··· Recorded data ···

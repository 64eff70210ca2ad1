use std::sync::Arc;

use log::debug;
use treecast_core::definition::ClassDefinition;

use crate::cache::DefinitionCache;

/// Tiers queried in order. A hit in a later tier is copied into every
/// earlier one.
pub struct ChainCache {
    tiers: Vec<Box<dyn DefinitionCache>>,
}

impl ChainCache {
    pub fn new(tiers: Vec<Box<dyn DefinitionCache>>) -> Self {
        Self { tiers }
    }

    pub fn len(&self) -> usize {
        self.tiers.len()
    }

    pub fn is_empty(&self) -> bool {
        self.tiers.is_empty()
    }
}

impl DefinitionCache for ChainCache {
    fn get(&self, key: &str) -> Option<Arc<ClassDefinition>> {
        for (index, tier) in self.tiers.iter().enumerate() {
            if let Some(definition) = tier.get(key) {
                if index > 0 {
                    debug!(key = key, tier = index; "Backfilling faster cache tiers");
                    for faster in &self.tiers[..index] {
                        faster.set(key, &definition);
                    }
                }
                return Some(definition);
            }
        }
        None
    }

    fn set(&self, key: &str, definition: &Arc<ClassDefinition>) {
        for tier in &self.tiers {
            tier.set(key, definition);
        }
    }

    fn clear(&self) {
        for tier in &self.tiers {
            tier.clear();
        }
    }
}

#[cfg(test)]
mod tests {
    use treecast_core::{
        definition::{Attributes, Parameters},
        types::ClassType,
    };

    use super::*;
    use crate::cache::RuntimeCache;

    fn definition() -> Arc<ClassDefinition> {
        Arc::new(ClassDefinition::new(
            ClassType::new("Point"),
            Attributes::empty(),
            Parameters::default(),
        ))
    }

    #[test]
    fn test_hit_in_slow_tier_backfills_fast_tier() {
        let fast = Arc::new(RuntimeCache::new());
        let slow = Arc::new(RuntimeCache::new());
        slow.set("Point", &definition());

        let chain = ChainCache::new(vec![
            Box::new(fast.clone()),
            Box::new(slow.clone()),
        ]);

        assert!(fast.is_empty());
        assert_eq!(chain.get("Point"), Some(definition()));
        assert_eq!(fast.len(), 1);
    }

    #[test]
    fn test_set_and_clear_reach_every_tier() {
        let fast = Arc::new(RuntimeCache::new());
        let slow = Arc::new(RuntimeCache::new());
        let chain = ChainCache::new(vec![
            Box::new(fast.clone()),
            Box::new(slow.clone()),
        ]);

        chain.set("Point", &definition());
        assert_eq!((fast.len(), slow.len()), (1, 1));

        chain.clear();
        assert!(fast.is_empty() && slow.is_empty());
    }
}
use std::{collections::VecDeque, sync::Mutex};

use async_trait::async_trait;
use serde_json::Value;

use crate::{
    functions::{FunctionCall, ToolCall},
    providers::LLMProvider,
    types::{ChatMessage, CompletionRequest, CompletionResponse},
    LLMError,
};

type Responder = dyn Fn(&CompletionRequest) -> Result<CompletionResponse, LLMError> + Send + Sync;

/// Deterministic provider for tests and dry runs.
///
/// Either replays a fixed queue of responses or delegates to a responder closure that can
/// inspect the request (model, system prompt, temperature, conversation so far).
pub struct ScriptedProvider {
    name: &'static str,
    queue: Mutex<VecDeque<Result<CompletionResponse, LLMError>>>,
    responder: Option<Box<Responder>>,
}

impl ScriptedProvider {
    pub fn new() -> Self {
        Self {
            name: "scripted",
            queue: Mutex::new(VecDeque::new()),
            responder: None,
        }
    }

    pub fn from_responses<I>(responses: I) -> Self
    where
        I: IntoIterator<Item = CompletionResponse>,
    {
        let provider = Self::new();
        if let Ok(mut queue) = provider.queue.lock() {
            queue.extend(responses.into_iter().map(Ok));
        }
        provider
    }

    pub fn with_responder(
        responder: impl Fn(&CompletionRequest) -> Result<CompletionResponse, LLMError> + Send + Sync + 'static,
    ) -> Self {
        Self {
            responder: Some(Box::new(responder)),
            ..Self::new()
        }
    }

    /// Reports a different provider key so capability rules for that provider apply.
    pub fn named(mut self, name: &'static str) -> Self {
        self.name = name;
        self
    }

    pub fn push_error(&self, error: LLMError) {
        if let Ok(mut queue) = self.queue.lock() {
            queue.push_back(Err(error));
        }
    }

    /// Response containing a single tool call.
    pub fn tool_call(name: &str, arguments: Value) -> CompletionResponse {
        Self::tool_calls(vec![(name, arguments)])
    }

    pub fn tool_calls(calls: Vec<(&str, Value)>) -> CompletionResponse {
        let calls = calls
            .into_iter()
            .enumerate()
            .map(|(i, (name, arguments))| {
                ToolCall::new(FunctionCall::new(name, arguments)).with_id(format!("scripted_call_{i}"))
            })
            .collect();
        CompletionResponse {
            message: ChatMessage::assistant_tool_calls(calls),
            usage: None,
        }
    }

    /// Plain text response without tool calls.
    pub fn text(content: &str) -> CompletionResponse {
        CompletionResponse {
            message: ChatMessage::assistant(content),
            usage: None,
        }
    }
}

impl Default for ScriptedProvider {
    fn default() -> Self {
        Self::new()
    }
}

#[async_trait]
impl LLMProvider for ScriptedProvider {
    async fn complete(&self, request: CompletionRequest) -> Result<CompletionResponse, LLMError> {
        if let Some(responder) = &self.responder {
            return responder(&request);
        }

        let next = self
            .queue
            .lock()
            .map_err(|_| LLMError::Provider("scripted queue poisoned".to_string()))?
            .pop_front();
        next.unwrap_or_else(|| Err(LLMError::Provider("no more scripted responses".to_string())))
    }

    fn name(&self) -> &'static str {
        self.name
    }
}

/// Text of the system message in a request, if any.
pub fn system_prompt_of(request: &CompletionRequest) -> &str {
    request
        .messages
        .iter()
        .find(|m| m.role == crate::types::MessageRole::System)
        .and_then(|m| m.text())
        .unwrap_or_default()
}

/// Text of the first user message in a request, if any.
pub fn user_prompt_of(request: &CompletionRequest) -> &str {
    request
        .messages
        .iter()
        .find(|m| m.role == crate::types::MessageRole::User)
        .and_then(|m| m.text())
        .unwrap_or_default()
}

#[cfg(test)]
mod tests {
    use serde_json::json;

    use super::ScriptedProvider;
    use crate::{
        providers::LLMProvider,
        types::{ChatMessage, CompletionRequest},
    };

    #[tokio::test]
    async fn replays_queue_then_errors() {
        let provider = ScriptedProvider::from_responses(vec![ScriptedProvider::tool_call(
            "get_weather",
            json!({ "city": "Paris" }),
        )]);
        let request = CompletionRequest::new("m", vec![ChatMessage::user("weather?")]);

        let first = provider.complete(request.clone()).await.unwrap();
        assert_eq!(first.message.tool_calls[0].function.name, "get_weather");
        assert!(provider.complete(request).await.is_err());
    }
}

···

Aim of the task: All entries above are to be copied exactly, with none left out.

Answer area:
repository 64eff70210ca2ad1
use std::sync::Arc;

use log::debug;
use treecast_core::definition::ClassDefinition;

use crate::cache::DefinitionCache;

/// Tiers queried in order. A hit in a later tier is copied into every
/// earlier one.
pub struct ChainCache {
    tiers: Vec<Box<dyn DefinitionCache>>,
}

impl ChainCache {
    pub fn new(tiers: Vec<Box<dyn DefinitionCache>>) -> Self {
        Self { tiers }
    }

    pub fn len(&self) -> usize {
        self.tiers.len()
    }

    pub fn is_empty(&self) -> bool {
        self.tiers.is_empty()
    }
}

impl DefinitionCache for ChainCache {
    fn get(&self, key: &str) -> Option<Arc<ClassDefinition>> {
        for (index, tier) in self.tiers.iter().enumerate() {
            if let Some(definition) = tier.get(key) {
                if index > 0 {
                    debug!(key = key, tier = index; "Backfilling faster cache tiers");
                    for faster in &self.tiers[..index] {
                        faster.set(key, &definition);
                    }
                }
                return Some(definition);
            }
        }
        None
    }

    fn set(&self, key: &str, definition: &Arc<ClassDefinition>) {
        for tier in &self.tiers {
            tier.set(key, definition);
        }
    }

    fn clear(&self) {
        for tier in &self.tiers {
            tier.clear();
        }
    }
}

#[cfg(test)]
mod tests {
    use treecast_core::{
        definition::{Attributes, Parameters},
        types::ClassType,
    };

    use super::*;
    use crate::cache::RuntimeCache;

    fn definition() -> Arc<ClassDefinition> {
        Arc::new(ClassDefinition::new(
            ClassType::new("Point"),
            Attributes::empty(),
            Parameters::default(),
        ))
    }

    #[test]
    fn test_hit_in_slow_tier_backfills_fast_tier() {
        let fast = Arc::new(RuntimeCache::new());
        let slow = Arc::new(RuntimeCache::new());
        slow.set("Point", &definition());

        let chain = ChainCache::new(vec![
            Box::new(fast.clone()),
            Box::new(slow.clone()),
        ]);

        assert!(fast.is_empty());
        assert_eq!(chain.get("Point"), Some(definition()));
        assert_eq!(fast.len(), 1);
    }

    #[test]
    fn test_set_and_clear_reach_every_tier() {
        let fast = Arc::new(RuntimeCache::new());
        let slow = Arc::new(RuntimeCache::new());
        let chain = ChainCache::new(vec![
            Box::new(fast.clone()),
            Box::new(slow.clone()),
        ]);

        chain.set("Point", &definition());
        assert_eq!((fast.len(), slow.len()), (1, 1));

        chain.clear();
        assert!(fast.is_empty() && slow.is_empty());
    }
}
use std::{collections::VecDeque, sync::Mutex};

use async_trait::async_trait;
use serde_json::Value;

use crate::{
    functions::{FunctionCall, ToolCall},
    providers::LLMProvider,
    types::{ChatMessage, CompletionRequest, CompletionResponse},
    LLMError,
};

type Responder = dyn Fn(&CompletionRequest) -> Result<CompletionResponse, LLMError> + Send + Sync;

/// Deterministic provider for tests and dry runs.
///
/// Either replays a fixed queue of responses or delegates to a responder closure that can
/// inspect the request (model, system prompt, temperature, conversation so far).
pub struct ScriptedProvider {
    name: &'static str,
    queue: Mutex<VecDeque<Result<CompletionResponse, LLMError>>>,
    responder: Option<Box<Responder>>,
}

impl ScriptedProvider {
    pub fn new() -> Self {
        Self {
            name: "scripted",
            queue: Mutex::new(VecDeque::new()),
            responder: None,
        }
    }

    pub fn from_responses<I>(responses: I) -> Self
    where
        I: IntoIterator<Item = CompletionResponse>,
    {
        let provider = Self::new();
        if let Ok(mut queue) = provider.queue.lock() {
            queue.extend(responses.into_iter().map(Ok));
        }
        provider
    }

    pub fn with_responder(
        responder: impl Fn(&CompletionRequest) -> Result<CompletionResponse, LLMError> + Send + Sync + 'static,
    ) -> Self {
        Self {
            responder: Some(Box::new(responder)),
            ..Self::new()
        }
    }

    /// Reports a different provider key so capability rules for that provider apply.
    pub fn named(mut self, name: &'static str) -> Self {
        self.name = name;
        self
    }

    pub fn push_error(&self, error: LLMError) {
        if let Ok(mut queue) = self.queue.lock() {
            queue.push_back(Err(error));
        }
    }

    /// Response containing a single tool call.
    pub fn tool_call(name: &str, arguments: Value) -> CompletionResponse {
        Self::tool_calls(vec![(name, arguments)])
    }

    pub fn tool_calls(calls: Vec<(&str, Value)>) -> CompletionResponse {
        let calls = calls
            .into_iter()
            .enumerate()
            .map(|(i, (name, arguments))| {
                ToolCall::new(FunctionCall::new(name, arguments)).with_id(format!("scripted_call_{i}"))
            })
            .collect();
        CompletionResponse {
            message: ChatMessage::assistant_tool_calls(calls),
            usage: None,
        }
    }

    /// Plain text response without tool calls.
    pub fn text(content: &str) -> CompletionResponse {
        CompletionResponse {
            message: ChatMessage::assistant(content),
            usage: None,
        }
    }
}

impl Default for ScriptedProvider {
    fn default() -> Self {
        Self::new()
    }
}

#[async_trait]
impl LLMProvider for ScriptedProvider {
    async fn complete(&self, request: CompletionRequest) -> Result<CompletionResponse, LLMError> {
        if let Some(responder) = &self.responder {
            return responder(&request);
        }

        let next = self
            .queue
            .lock()
            .map_err(|_| LLMError::Provider("scripted queue poisoned".to_string()))?
            .pop_front();
        next.unwrap_or_else(|| Err(LLMError::Provider("no more scripted responses".to_string())))
    }

    fn name(&self) -> &'static str {
        self.name
    }
}

/// Text of the system message in a request, if any.
pub fn system_prompt_of(request: &CompletionRequest) -> &str {
    request
        .messages
        .iter()
        .find(|m| m.role == crate::types::MessageRole::System)
        .and_then(|m| m.text())
        .unwrap_or_default()
}

/// Text of the first user message in a request, if any.
pub fn user_prompt_of(request: &CompletionRequest) -> &str {
    request
        .messages
        .iter()
        .find(|m| m.role == crate::types::MessageRole::User)
        .and_then(|m| m.text())
        .unwrap_or_default()
}

#[cfg(test)]
mod tests {
    use serde_json::json;

    use super::ScriptedProvider;
    use crate::{
        providers::LLMProvider,
        types::{ChatMessage, CompletionRequest},
    };

    #[tokio::test]
    async fn replays_queue_then_errors() {
        let provider = ScriptedProvider::from_responses(vec![ScriptedProvider::tool_call(
            "get_weather",
            json!({ "city": "Paris" }),
        )]);
        let request = CompletionRequest::new("m", vec![ChatMessage::user("weather?")]);

        let first = provider.complete(request.clone()).await.unwrap();
        assert_eq!(first.message.tool_calls[0].function.name, "get_weather");
        assert!(provider.complete(request).await.is_err());
    }
}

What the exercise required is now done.